Yang penting dilakukan ialah mencegah di hulu, yakni mengurangi jumlah kasus dengan memutus rantai penularan. Masih banyak orang yang tidak percaya adanya Covid-19, terutama di kelompok masyarakat berpendidikan serta berstatus ekonomi kurang. Mereka meyakini Covid-19 hanya akal-akalan. Edukasi dan komunikasi terkait Covid-19 harus mendapat perhatian lebih besar.
Meski disebut-sebut pemerintah telah melakukan koordinasi hingga tingkat RT, kenyataannya masih banyak warga yang tidak paham pencegahan penularan, bahkan tidak percaya adanya Covid-19. Masih ada yang menyelenggarakan hajatan dengan mengundang banyak orang. Sebagian pedagang pasar tidak mengenakan masker ataupun mengenakannya secara tidak betul dan menolak tes jika menunjukkan gejala karena takut ”dikoronakan”. Ada pula warga yang kabur saat vaksinasi.

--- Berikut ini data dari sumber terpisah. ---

// Copyright (c) 2025 Erick Bourgeois, firestoned
// SPDX-License-Identifier: MIT

//! Cluster identity and role types.

use crate::constants::{KIND_MONGODB, KIND_MYSQL};
use crate::labels::{self, ROLE_LABEL, ROLE_PRIMARY, ROLE_SECONDARY};
use k8s_openapi::api::core::v1::Pod;
use kube::ResourceExt;
use std::collections::BTreeMap;
use std::fmt;
use std::str::FromStr;

/// Replication technology of the watched cluster.
#[derive(Clone, Copy, Debug, PartialEq, Eq, Hash)]
pub enum ClusterKind {
    /// `MySQL` Group Replication
    MySql,
    /// `MongoDB` replica set
    MongoDb,
}

impl ClusterKind {
    /// Value of the database kind label for this kind.
    #[must_use]
    pub fn label_value(self) -> &'static str {
        match self {
            ClusterKind::MySql => KIND_MYSQL,
            ClusterKind::MongoDb => KIND_MONGODB,
        }
    }
}

impl fmt::Display for ClusterKind {
    fn fmt(&self, f: &mut fmt::Formatter<'_>) -> fmt::Result {
        f.write_str(self.label_value())
    }
}

impl FromStr for ClusterKind {
    type Err = String;

    fn from_str(s: &str) -> Result<Self, Self::Err> {
        match s.to_ascii_lowercase().as_str() {
            "mysql" => Ok(ClusterKind::MySql),
            "mongodb" | "mongo" => Ok(ClusterKind::MongoDb),
            other => Err(format!(
                "unsupported cluster kind '{other}', expected 'mysql' or 'mongodb'"
            )),
        }
    }
}

/// The database cluster whose members are labelled.
///
/// Fixed for the controller's lifetime.
#[derive(Clone, Debug, PartialEq, Eq)]
pub struct ClusterIdentity {
    pub kind: ClusterKind,
    /// Name of the database custom resource
    pub name: String,
}

impl ClusterIdentity {
    #[must_use]
    pub fn new(kind: ClusterKind, name: impl Into<String>) -> Self {
        Self {
            kind,
            name: name.into(),
        }
    }

    /// Labels shared by every member pod of this cluster.
    #[must_use]
    pub fn member_labels(&self) -> BTreeMap<String, String> {
        labels::member_labels(self.kind.label_value(), &self.name)
    }

    /// Selector string matching every member pod of this cluster.
    #[must_use]
    pub fn member_selector(&self) -> String {
        labels::to_selector(&self.member_labels())
    }

    /// Selector string matching the members currently labelled primary.
    #[must_use]
    pub fn primary_selector(&self) -> String {
        labels::to_selector(&labels::primary_labels(
            self.kind.label_value(),
            &self.name,
        ))
    }
}

/// Role label state of a pod.
#[derive(Clone, Copy, Debug, PartialEq, Eq)]
pub enum RoleLabel {
    Primary,
    Secondary,
    /// Not labelled yet, or carrying a value this controller does not write
    Unset,
}

impl RoleLabel {
    /// Read the role label of a pod.
    #[must_use]
    pub fn of(pod: &Pod) -> Self {
        match pod.labels().get(ROLE_LABEL).map(String::as_str) {
            Some(ROLE_PRIMARY) => RoleLabel::Primary,
            Some(ROLE_SECONDARY) => RoleLabel::Secondary,
            _ => RoleLabel::Unset,
        }
    }

    /// Label value written for this role, `None` for [`RoleLabel::Unset`].
    #[must_use]
    pub fn value(self) -> Option<&'static str> {
        match self {
            RoleLabel::Primary => Some(ROLE_PRIMARY),
            RoleLabel::Secondary => Some(ROLE_SECONDARY),
            RoleLabel::Unset => None,
        }
    }
}

#[cfg(test)]
#[path = "cluster_tests.rs"]
mod cluster_tests;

Pemerintah perlu lebih giat merangkul dan melibatkan tokoh masyarakat serta tokoh agama. Mencegat pengendara di jalan dan meminta mengenakan masker hanya menimbulkan penolakan.
Edukasi perlu diintensifkan lewat tempat ibadah, juga dari orang yang dekat dan dipercaya masyarakat, dengan bahasa yang sama sehingga informasi lebih mudah dipahami dan diterima.
Edukasi perlu diintensifkan lewat tempat ibadah, juga dari orang yang dekat dan dipercaya masyarakat, dengan bahasa yang sama sehingga informasi lebih mudah dipahami dan diterima. Dengan demikian tidak terulang kejadian seperti di Bangkalan, warga mengusir tenaga kesehatan dan aparat keamanan saat tes dan penelusuran kasus.
Semua kementerian dan kepala daerah perlu memastikan edukasi dan pengawasan kelompok masyarakat yang menjadi tanggung jawabnya, termasuk pelaksanaan bekerja dari rumah pada bisnis non-esensial, pembatasan jam buka perdagangan, penutupan tempat wisata, serta penerapan protokol kesehatan di semua tempat.